Very often, the psychics look like they are engaging in sheer guesswork. But rather than using an are-they-or-aren’t-they perspective about people who say they talk to ghosts, Wilson takes a different tack by delving into the psychics’ psyches. In addition to being mostly creatives and the kind of people described as “sensitive” in their youth (no hyper-confident athletes or engineer types in this cohort), they are also often dealing with their own losses. Some have ugly family histories; others are still grieving the deaths of people close to them. Almost all wrestle with loneliness. As a group, they are openly struggling with their place in the world and appear to be using their sessions with clients to give them a purpose.
Wilson’s presentation of these relatively matter-of-fact practitioners places them in a liminal and messily unregulated space between therapists and clergy. Their clients’ questions just cannot be satisfyingly addressed through other means. In Look Into My Eyes most powerful moments, we see people needing to work through their grief over death (a mother who lost children, a doctor who cannot stop thinking about the 10-year-old gunshot victim who died in her arms) and just have to unburden themselves. The psychics’ responses are often frustratingly generic (“she’s okay” is a frequent refrain) but seem to have a palliative effect. The result may not make sense to many viewers, but if Wilson has a point of view, it may be close to what Larry David’s character believed in Woody Allen’s Whatever Works about getting through life however one can.

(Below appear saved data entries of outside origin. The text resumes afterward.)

//! Legend layout for discrete and continuous colorbars.
//!
//! A [`LegendSpec`] says how a palette should be laid along a numeric axis.
//! [`ColorbarLayout`] turns it into a normalization, tick positions and a
//! tick formatter for a colorbar host; [`CategoryLegend`] produces the
//! categorical variant with interval factors or per-tick label overrides.

pub mod category;
pub mod colorbar;
pub mod norm;

pub use category::{CategoryLegend, CategorySettings};
pub use colorbar::{ColorbarLayout, ColorbarSettings, PlotSettings, TickFormatter};
pub use norm::{BoundaryNorm, LinearNorm, Norm, Normalize};

use serde::{Deserialize, Serialize};
use std::fmt;
use std::str::FromStr;

use crate::error::{HuecraftError, Result};

/// Most ticks generated for a range without a step
pub const MAX_RANGE_TICKS: usize = 11;

/// Where a legend's values come from.
#[derive(Debug, Clone, PartialEq, Serialize, Deserialize)]
#[serde(untagged)]
pub enum Bounds {
    /// Explicit tick values, sorted before use
    Ticks(Vec<f64>),
    /// `start..=stop`, evenly divided or walked by `step`
    Range {
        start: f64,
        stop: f64,
        #[serde(default)]
        step: Option<f64>,
    },
}

/// Ticks and value range derived from [`Bounds`].
#[derive(Debug, Clone, PartialEq)]
pub struct ResolvedBounds {
    pub ticks: Vec<f64>,
    pub vmin: f64,
    pub vmax: f64,
}

impl Bounds {
    pub fn range(start: f64, stop: f64, step: Option<f64>) -> Self {
        Bounds::Range { start, stop, step }
    }

    pub fn is_range(&self) -> bool {
        matches!(self, Bounds::Range { .. })
    }

    /// Compute tick values for a palette of `num_colors` samples
    pub fn resolve(&self, num_colors: usize) -> Result<ResolvedBounds> {
        match self {
            Bounds::Ticks(values) => {
                if values.is_empty() {
                    return Err(HuecraftError::out_of_range("bounds must hold at least one value"));
                }
                if let Some(bad) = values.iter().find(|v| !v.is_finite()) {
                    return Err(HuecraftError::out_of_range(format!(
                        "bounds must be finite; received {bad}"
                    )));
                }
                let mut ticks = values.clone();
                ticks.sort_by(f64::total_cmp);
                let (vmin, vmax) = (ticks[0], ticks[ticks.len() - 1]);
                Ok(ResolvedBounds { ticks, vmin, vmax })
            }
            Bounds::Range { start, stop, step } => {
                if !start.is_finite() || !stop.is_finite() {
                    return Err(HuecraftError::out_of_range(format!(
                        "range bounds must be finite; received {start} to {stop}"
                    )));
                }
                let ticks = match step {
                    None => linspace(*start, *stop, num_colors.saturating_sub(1).min(MAX_RANGE_TICKS)),
                    Some(step) => stepped(*start, *stop, *step)?,
                };
                Ok(ResolvedBounds {
                    ticks,
                    vmin: *start,
                    vmax: *stop,
                })
            }
        }
    }
}

/// `num` evenly spaced values from `start` to `stop`, both included.
pub fn linspace(start: f64, stop: f64, num: usize) -> Vec<f64> {
    match num {
        0 => Vec::new(),
        1 => vec![start],
        _ => {
            let delta = (stop - start) / (num - 1) as f64;
            (0..num)
                .map(|i| if i == num - 1 { stop } else { start + delta * i as f64 })
                .collect()
        }
    }
}

/// `start, start + step, ...` over the half-open range up to `stop + step`.
fn stepped(start: f64, stop: f64, step: f64) -> Result<Vec<f64>> {
    if step == 0.0 || !step.is_finite() {
        return Err(HuecraftError::out_of_range(format!(
            "range step must be finite and non-zero; received {step}"
        )));
    }
    let count = ((stop + step - start) / step).ceil();
    if count <= 0.0 {
        return Ok(Vec::new());
    }
    Ok((0..count as usize).map(|i| start + step * i as f64).collect())
}

/// How a colorbar shows values beyond its range.
#[derive(Debug, Clone, Copy, PartialEq, Eq, Default, Serialize, Deserialize)]
#[serde(rename_all = "lowercase")]
pub enum Extend {
    Neither,
    #[default]
    Both,
    Min,
    Max,
}

impl Extend {
    pub fn extends_min(&self) -> bool {
        matches!(self, Extend::Both | Extend::Min)
    }

    pub fn extends_max(&self) -> bool {
        matches!(self, Extend::Both | Extend::Max)
    }

    pub fn as_str(&self) -> &'static str {
        match self {
            Extend::Neither => "neither",
            Extend::Both => "both",
            Extend::Min => "min",
            Extend::Max => "max",
        }
    }
}

impl fmt::Display for Extend {
    fn fmt(&self, f: &mut fmt::Formatter<'_>) -> fmt::Result {
        f.write_str(self.as_str())
    }
}

impl FromStr for Extend {
    type Err = HuecraftError;

    fn from_str(s: &str) -> std::result::Result<Self, Self::Err> {
        match s.to_lowercase().as_str() {
            "neither" => Ok(Extend::Neither),
            "both" => Ok(Extend::Both),
            "min" => Ok(Extend::Min),
            "max" => Ok(Extend::Max),
            _ => Err(HuecraftError::InvalidParameter {
                param: "extend".to_string(),
                message: format!("Invalid extend mode: '{s}'; select from: neither, both, min, max."),
            }),
        }
    }
}

/// Visual spacing of colorbar ticks.
#[derive(Debug, Clone, Copy, PartialEq, Eq, Serialize, Deserialize)]
#[serde(rename_all = "lowercase")]
pub enum Spacing {
    /// Equal distance between ticks
    Uniform,
    /// Distance proportional to value
    Proportional,
}

impl Spacing {
    pub fn from_uniform(uniform: bool) -> Self {
        if uniform {
            Spacing::Uniform
        } else {
            Spacing::Proportional
        }
    }
}

/// Everything needed to lay a palette along a legend axis.
#[derive(Debug, Clone, PartialEq, Serialize, Deserialize)]
pub struct LegendSpec {
    pub bounds: Bounds,
    #[serde(default)]
    pub labels: Option<Vec<String>>,
    #[serde(default = "default_uniform_spacing")]
    pub uniform_spacing: bool,
    #[serde(default)]
    pub center: Option<bool>,
    #[serde(default)]
    pub extend: Extend,
    #[serde(default)]
    pub clip: Option<bool>,
}

fn default_uniform_spacing() -> bool {
    true
}

impl LegendSpec {
    pub fn new(bounds: Bounds) -> Self {
        Self {
            bounds,
            labels: None,
            uniform_spacing: default_uniform_spacing(),
            center: None,
            extend: Extend::default(),
            clip: None,
        }
    }

    pub fn labels<I, S>(mut self, labels: I) -> Self
    where
        I: IntoIterator<Item = S>,
        S: Into<String>,
    {
        self.labels = Some(labels.into_iter().map(Into::into).collect());
        self
    }

    pub fn uniform_spacing(mut self, uniform: bool) -> Self {
        self.uniform_spacing = uniform;
        self
    }

    pub fn center(mut self, center: bool) -> Self {
        self.center = Some(center);
        self
    }

    pub fn extend(mut self, extend: Extend) -> Self {
        self.extend = extend;
        self
    }

    pub fn clip(mut self, clip: bool) -> Self {
        self.clip = Some(clip);
        self
    }

    /// Clip when set, otherwise only when nothing is extended
    pub fn effective_clip(&self) -> bool {
        self.clip.unwrap_or(self.extend == Extend::Neither)
    }
}

/// Render a tick value: whole numbers without a fractional part.
pub fn format_number(value: f64) -> String {
    if value.fract() == 0.0 && value.abs() < 1e15 {
        format!("{}", value as i64)
    } else {
        format!("{value}")
    }
}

As generous as Wilson is toward her subjects, however, she shows it when the mask slips. One psychic, who talks about being trained as an actor (“Shakespeare … Stanislavsky”), also theorizes that channeling spirits may not be that different from improv. Though she gets at a germ of an intriguing idea by pondering whether a psychic hearing voices of the dead is no different than an artist’s creativity (both seemingly come out of nowhere for no reason), her admission casts much of what we see as even more stagey than the psychics might prefer. In other scenes, such as those with the self-identified “animal communicator”, that disconnect between artifice and reality provides unintentional comedy.
Unlike their more popular and more worrisome colleagues, these psychics can acknowledge their ignorance. “Maybe we can peek around the corner,” one admits. “But when it comes to our own lives, we’re just as blind.” What these psychics are less able to do is leave a customer empty-handed without a positive and affirming message from the beyond. This is an understandable motivation. But that desire – to provide solace or keep paying customers happy – carries the potential for unwitting damage. Even at its most sympathetic, Wilson’s film seems to understand this, even if her subjects might not.